Reported operating profit or EBIT for the segment was CHF 9.6 million with a margin of 5.1% compared to 6.6% last year. Adjusted EBITDA margin for the segment was 14% of sales in the first half. It was down from 15.6% a year ago, mainly due to currency headwinds and the impact of tariffs. Extraordinary costs also played a role. On the positive side, increases and disciplined cost control partially offset this negative effect. Turning to the Partnering business, here we saw an improvement in profitability. Reported operating profit for the segment was CHF 21.1 million with a margin of 8.3%, up from 8% last year. Adjusted EBITDA margin increased to 18.4% of sales, up from 15.9% in the prior year period.

This improvement was driven by a more favorable product mix, ongoing optimization of our global operating footprint, and continued cost control with positive effects more than offsetting the impact of lower sales volumes and the resulting negative economies of scale. Moving on to net earnings and earnings per share, adjusted net profit for the first half was CHF 33.7 million, which is CHF 2.8 million below the prior year period. Adjusted earnings per share came in at CHF 2.66, down from CHF 0.86 a year ago. This decrease was in line with the development of adjusted net profit, and the average number of shares outstanding was 12.7 million compared to 12.8 million last year. Reported net profit was CHF 17.9 million compared to CHF 22.5 million in the first half of 2024. Basic earnings per share were CHF 1.41, down from CHF 1.76.

Beyond the lower operating profit, net profit was further weighed down by a reduced financial result. While we did record hedging gains, these were more than offset by negative translational differences from currency movements, particularly due to translation of U.S. dollar denominated assets into Swiss francs. In addition, the effective tax rate increased to 22.5% from 20.5% last year, mainly due to a constant non-cash amortization in connection with the Swiss tax reform, which had a greater impact on lower profits. Let's take a closer look at cash flow. Cash flow from operating activities was strong in the first half, reaching CHF 60 million, up from CHF 43.4 million in the prior year period. This conversion increased significantly to 109.2% of reported EBITDA compared to 72.5% a year ago.

This increase was mainly driven by lower inventories, lower accruals and provisions, and we also saw days sales outstanding improve to 45 days, down from 51 days last year.
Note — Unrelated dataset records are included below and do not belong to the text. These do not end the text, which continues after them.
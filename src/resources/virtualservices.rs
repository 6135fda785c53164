use std::collections::BTreeMap;

use kube::CustomResource;
use schemars::JsonSchema;
use serde::{Deserialize, Serialize};

/// The subset of the Istio VirtualService we generate
/// API: networking.istio.io/v1
#[derive(CustomResource, Serialize, Deserialize, Clone, Debug, Default, PartialEq, JsonSchema)]
#[kube(
    group = "networking.istio.io",
    version = "v1",
    kind = "VirtualService",
    namespaced
)]
pub struct VirtualServiceSpec {
    #[serde(default, skip_serializing_if = "Vec::is_empty")]
    pub hosts: Vec<String>,

    #[serde(default, skip_serializing_if = "Vec::is_empty")]
    pub gateways: Vec<String>,

    #[serde(default, skip_serializing_if = "Vec::is_empty")]
    pub http: Vec<HttpRoute>,
}

#[derive(Serialize, Deserialize, Clone, Debug, Default, PartialEq, JsonSchema)]
pub struct HttpRoute {
    #[serde(default, skip_serializing_if = "Vec::is_empty", rename = "match")]
    pub match_: Vec<HttpMatchRequest>,

    #[serde(skip_serializing_if = "Option::is_none")]
    pub rewrite: Option<HttpRewrite>,

    #[serde(default, skip_serializing_if = "Vec::is_empty")]
    pub route: Vec<HttpRouteDestination>,

    #[serde(skip_serializing_if = "Option::is_none")]
    pub headers: Option<Headers>,
}

#[derive(Serialize, Deserialize, Clone, Debug, Default, PartialEq, JsonSchema)]
pub struct HttpMatchRequest {
    #[serde(skip_serializing_if = "Option::is_none")]
    pub uri: Option<StringMatch>,
}

/// Istio StringMatch is a oneof, serialized as `{"prefix": "..."}` and so on
#[derive(Serialize, Deserialize, Clone, Debug, PartialEq, JsonSchema)]
#[serde(rename_all = "camelCase")]
pub enum StringMatch {
    Exact(String),
    Prefix(String),
    Regex(String),
}

#[derive(Serialize, Deserialize, Clone, Debug, Default, PartialEq, JsonSchema)]
pub struct HttpRewrite {
    #[serde(skip_serializing_if = "Option::is_none")]
    pub uri: Option<String>,
}

#[derive(Serialize, Deserialize, Clone, Debug, Default, PartialEq, JsonSchema)]
pub struct HttpRouteDestination {
    pub destination: Destination,
}

#[derive(Serialize, Deserialize, Clone, Debug, Default, PartialEq, JsonSchema)]
pub struct Destination {
    pub host: String,

    #[serde(skip_serializing_if = "Option::is_none")]
    pub port: Option<PortSelector>,
}

#[derive(Serialize, Deserialize, Clone, Debug, Default, PartialEq, JsonSchema)]
pub struct PortSelector {
    pub number: u32,
}

#[derive(Serialize, Deserialize, Clone, Debug, Default, PartialEq, JsonSchema)]
pub struct Headers {
    #[serde(skip_serializing_if = "Option::is_none")]
    pub request: Option<HeaderOperations>,
}

#[derive(Serialize, Deserialize, Clone, Debug, Default, PartialEq, JsonSchema)]
pub struct HeaderOperations {
    #[serde(default, skip_serializing_if = "BTreeMap::is_empty")]
    pub set: BTreeMap<String, String>,

    #[serde(default, skip_serializing_if = "BTreeMap::is_empty")]
    pub add: BTreeMap<String, String>,

    #[serde(default, skip_serializing_if = "Vec::is_empty")]
    pub remove: Vec<String>,
}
Amortization and depreciation for the period totaled CHF 31.8 million. On the investment side, total investments were CHF 101.8 million compared to CHF 13 million.

In the first half of last year.

This includes CHF 8 million in newly capitalized development costs, CHF 5 million in property, plant and equipment and other intangibles, and a positive contribution of CHF 112.2 million from the repayment of time deposits. We also recorded CHF 2.6 million in income from financial assets. Cash flow from financing activities included CHF 38 million in dividend payments, CHF 8.6 million for the purchase of treasury shares and CHF 8.1 million in lease liabilities. As a result of solid cash flow management, our net liquidity position stood at CHF 140.3 million at the end of June compared to CHF 87.6 million a year ago and CHF 153.7 million at the end of December. I'm also pleased to share that today we announced the launch of a share buyback program.

This initiative reflects our confidence in Tecan 's long-term growth prospects and strong financial position while returning value to our shareholders and supporting our strategic growth. Under this program, we plan to repurchase registered shares with a value of up to CHF 120 million via the ordinary trading line of the SIX Swiss Exchange. Based on the closing price as of August 8, this corresponds to a maximum of 770,218 registered shares or about 6% of our current share capital. The repurchased shares will be used for general business purposes, including treasury purposes and the financing of potential acquisitions. Importantly, the buyback will not impact our ability to invest in organic growth or pursue M&A opportunities. We remain fully committed to investing in the growth of the business and to M&A as the primary focus of our capital deployment strategy while maintaining our strong investment grade rating.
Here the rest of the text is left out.